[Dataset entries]

_ _ _

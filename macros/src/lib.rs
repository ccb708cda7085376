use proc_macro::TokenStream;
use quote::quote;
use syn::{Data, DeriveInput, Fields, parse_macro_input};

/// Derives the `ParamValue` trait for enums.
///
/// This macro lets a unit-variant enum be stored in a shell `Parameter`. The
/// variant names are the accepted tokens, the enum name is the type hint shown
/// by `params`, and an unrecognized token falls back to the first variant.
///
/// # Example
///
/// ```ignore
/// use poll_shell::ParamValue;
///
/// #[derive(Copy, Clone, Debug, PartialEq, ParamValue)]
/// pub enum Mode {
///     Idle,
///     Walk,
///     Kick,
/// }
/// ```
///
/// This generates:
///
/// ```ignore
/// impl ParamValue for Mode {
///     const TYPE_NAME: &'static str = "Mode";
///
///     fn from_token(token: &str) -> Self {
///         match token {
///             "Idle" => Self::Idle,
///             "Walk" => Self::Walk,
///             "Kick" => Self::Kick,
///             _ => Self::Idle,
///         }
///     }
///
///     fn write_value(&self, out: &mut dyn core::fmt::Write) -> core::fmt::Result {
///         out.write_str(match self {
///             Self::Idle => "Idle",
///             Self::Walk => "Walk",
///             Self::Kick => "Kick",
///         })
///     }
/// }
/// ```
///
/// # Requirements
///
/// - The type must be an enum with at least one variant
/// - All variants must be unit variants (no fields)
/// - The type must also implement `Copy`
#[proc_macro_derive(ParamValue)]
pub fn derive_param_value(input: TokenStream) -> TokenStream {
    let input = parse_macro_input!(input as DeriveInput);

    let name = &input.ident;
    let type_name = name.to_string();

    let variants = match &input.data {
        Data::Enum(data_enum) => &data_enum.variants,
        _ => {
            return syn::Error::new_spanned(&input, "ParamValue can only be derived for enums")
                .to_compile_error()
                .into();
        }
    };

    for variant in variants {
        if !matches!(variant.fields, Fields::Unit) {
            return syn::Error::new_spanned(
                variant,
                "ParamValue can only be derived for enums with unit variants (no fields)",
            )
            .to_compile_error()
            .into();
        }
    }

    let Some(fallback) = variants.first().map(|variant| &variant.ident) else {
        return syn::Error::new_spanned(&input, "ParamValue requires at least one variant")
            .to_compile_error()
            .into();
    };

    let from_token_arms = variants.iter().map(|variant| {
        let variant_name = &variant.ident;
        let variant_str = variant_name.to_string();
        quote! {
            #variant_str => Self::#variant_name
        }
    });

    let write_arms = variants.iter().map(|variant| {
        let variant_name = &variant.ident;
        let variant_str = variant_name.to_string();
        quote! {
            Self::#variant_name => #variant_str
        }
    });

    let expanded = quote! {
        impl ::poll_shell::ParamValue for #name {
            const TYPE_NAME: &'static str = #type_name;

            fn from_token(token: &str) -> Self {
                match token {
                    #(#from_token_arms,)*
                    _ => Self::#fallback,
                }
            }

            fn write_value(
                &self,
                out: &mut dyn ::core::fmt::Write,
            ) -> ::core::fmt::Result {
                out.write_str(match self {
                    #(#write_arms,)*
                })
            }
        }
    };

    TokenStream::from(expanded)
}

_ _ _

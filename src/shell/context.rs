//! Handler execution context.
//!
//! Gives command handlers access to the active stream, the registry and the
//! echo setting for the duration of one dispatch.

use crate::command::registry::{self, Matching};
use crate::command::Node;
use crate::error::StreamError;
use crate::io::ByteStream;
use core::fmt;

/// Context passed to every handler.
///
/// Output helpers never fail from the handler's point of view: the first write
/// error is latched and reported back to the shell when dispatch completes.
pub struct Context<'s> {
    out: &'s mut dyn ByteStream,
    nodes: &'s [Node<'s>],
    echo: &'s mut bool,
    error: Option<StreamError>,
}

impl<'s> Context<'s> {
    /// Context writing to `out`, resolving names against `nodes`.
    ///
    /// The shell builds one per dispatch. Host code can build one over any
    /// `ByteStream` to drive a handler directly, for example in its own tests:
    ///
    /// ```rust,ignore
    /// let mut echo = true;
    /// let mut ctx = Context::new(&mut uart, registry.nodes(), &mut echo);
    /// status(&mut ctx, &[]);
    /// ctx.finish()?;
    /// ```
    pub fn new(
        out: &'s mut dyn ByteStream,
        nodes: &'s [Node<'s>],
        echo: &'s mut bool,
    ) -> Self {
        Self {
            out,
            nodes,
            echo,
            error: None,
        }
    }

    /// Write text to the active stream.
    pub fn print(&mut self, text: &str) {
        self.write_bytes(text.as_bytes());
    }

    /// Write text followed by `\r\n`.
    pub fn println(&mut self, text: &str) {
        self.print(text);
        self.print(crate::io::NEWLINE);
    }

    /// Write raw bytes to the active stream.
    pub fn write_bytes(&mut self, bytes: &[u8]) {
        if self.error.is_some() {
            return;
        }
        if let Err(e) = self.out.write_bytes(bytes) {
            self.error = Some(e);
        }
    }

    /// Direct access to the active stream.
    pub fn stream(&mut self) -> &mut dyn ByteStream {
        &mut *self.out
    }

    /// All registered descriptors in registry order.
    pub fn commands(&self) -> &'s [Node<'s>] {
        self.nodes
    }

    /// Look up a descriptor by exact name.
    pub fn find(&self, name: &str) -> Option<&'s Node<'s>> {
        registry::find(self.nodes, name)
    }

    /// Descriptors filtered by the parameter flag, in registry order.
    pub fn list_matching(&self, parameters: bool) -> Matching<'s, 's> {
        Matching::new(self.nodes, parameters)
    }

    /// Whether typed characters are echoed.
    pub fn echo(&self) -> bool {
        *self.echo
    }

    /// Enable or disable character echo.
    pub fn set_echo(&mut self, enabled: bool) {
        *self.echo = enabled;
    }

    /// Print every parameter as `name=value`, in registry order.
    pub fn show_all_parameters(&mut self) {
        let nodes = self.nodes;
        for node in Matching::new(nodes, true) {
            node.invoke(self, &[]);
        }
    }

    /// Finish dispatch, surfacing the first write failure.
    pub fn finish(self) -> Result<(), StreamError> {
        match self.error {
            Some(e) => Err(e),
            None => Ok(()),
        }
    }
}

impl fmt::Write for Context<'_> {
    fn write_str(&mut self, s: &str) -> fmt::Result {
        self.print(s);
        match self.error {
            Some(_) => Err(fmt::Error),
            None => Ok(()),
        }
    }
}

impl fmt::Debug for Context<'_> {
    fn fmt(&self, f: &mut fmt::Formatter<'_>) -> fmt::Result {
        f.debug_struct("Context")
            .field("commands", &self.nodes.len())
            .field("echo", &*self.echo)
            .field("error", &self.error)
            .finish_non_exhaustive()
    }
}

_ _ _

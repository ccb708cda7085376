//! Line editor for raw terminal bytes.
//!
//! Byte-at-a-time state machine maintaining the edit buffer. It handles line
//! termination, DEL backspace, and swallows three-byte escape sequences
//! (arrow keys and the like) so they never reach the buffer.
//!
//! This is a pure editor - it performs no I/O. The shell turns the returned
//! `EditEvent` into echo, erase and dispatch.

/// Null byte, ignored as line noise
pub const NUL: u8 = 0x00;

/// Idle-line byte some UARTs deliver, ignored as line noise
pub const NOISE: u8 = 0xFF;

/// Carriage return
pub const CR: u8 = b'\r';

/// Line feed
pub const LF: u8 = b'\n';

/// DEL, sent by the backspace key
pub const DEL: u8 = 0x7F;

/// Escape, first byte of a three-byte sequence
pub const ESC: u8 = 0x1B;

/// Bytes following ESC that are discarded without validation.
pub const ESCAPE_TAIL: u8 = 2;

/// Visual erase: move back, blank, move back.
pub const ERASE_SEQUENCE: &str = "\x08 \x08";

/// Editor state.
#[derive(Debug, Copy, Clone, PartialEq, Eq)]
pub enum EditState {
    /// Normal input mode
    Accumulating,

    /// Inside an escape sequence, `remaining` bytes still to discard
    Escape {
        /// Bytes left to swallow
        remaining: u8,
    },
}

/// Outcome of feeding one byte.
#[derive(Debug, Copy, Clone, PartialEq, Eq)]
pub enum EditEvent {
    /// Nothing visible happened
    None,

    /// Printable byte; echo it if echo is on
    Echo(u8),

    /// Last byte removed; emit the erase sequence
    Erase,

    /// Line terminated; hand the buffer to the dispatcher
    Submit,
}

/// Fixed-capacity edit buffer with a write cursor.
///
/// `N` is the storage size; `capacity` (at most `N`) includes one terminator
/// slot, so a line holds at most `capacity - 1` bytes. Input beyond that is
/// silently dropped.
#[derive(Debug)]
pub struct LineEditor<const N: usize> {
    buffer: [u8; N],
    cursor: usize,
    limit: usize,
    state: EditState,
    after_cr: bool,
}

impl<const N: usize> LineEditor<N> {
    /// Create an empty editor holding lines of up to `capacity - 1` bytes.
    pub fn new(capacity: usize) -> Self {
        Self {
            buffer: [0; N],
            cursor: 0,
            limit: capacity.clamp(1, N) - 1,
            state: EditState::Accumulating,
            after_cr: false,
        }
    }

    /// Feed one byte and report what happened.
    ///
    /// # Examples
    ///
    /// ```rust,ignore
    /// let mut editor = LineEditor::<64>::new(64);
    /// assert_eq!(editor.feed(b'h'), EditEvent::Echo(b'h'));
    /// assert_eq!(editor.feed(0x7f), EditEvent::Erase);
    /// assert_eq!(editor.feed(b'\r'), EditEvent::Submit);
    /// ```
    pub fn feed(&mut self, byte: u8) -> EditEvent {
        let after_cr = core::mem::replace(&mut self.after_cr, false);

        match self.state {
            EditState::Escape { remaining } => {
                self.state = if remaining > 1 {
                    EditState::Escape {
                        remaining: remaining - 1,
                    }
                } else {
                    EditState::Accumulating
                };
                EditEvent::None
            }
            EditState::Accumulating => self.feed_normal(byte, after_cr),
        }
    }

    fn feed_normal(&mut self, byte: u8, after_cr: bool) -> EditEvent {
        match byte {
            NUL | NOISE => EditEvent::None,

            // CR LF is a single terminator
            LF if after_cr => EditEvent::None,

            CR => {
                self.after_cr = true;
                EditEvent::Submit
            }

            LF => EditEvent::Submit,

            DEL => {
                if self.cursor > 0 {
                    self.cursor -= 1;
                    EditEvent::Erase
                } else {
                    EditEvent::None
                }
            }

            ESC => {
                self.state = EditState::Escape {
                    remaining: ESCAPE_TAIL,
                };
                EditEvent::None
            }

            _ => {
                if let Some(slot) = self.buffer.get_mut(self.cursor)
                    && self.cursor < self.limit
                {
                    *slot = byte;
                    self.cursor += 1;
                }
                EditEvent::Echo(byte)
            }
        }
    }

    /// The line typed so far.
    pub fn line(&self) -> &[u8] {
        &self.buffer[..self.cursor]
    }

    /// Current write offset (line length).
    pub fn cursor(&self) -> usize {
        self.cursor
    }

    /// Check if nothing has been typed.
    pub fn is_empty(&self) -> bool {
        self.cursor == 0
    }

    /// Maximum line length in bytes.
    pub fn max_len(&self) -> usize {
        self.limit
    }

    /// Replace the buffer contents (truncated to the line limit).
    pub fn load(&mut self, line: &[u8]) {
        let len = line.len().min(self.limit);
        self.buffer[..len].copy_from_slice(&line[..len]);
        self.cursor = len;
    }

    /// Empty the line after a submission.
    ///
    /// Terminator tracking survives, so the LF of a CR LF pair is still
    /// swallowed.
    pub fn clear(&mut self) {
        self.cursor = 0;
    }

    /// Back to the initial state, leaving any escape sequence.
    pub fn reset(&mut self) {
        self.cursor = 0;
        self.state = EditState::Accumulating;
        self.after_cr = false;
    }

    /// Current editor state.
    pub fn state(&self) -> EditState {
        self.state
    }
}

_ _ _

Copy each line of the records containing the string "most".

*ANSWER TO THE EXERCISE*
/// `N` is the storage size; `capacity` (at most `N`) includes one terminator
/// slot, so a line holds at most `capacity - 1` bytes. Input beyond that is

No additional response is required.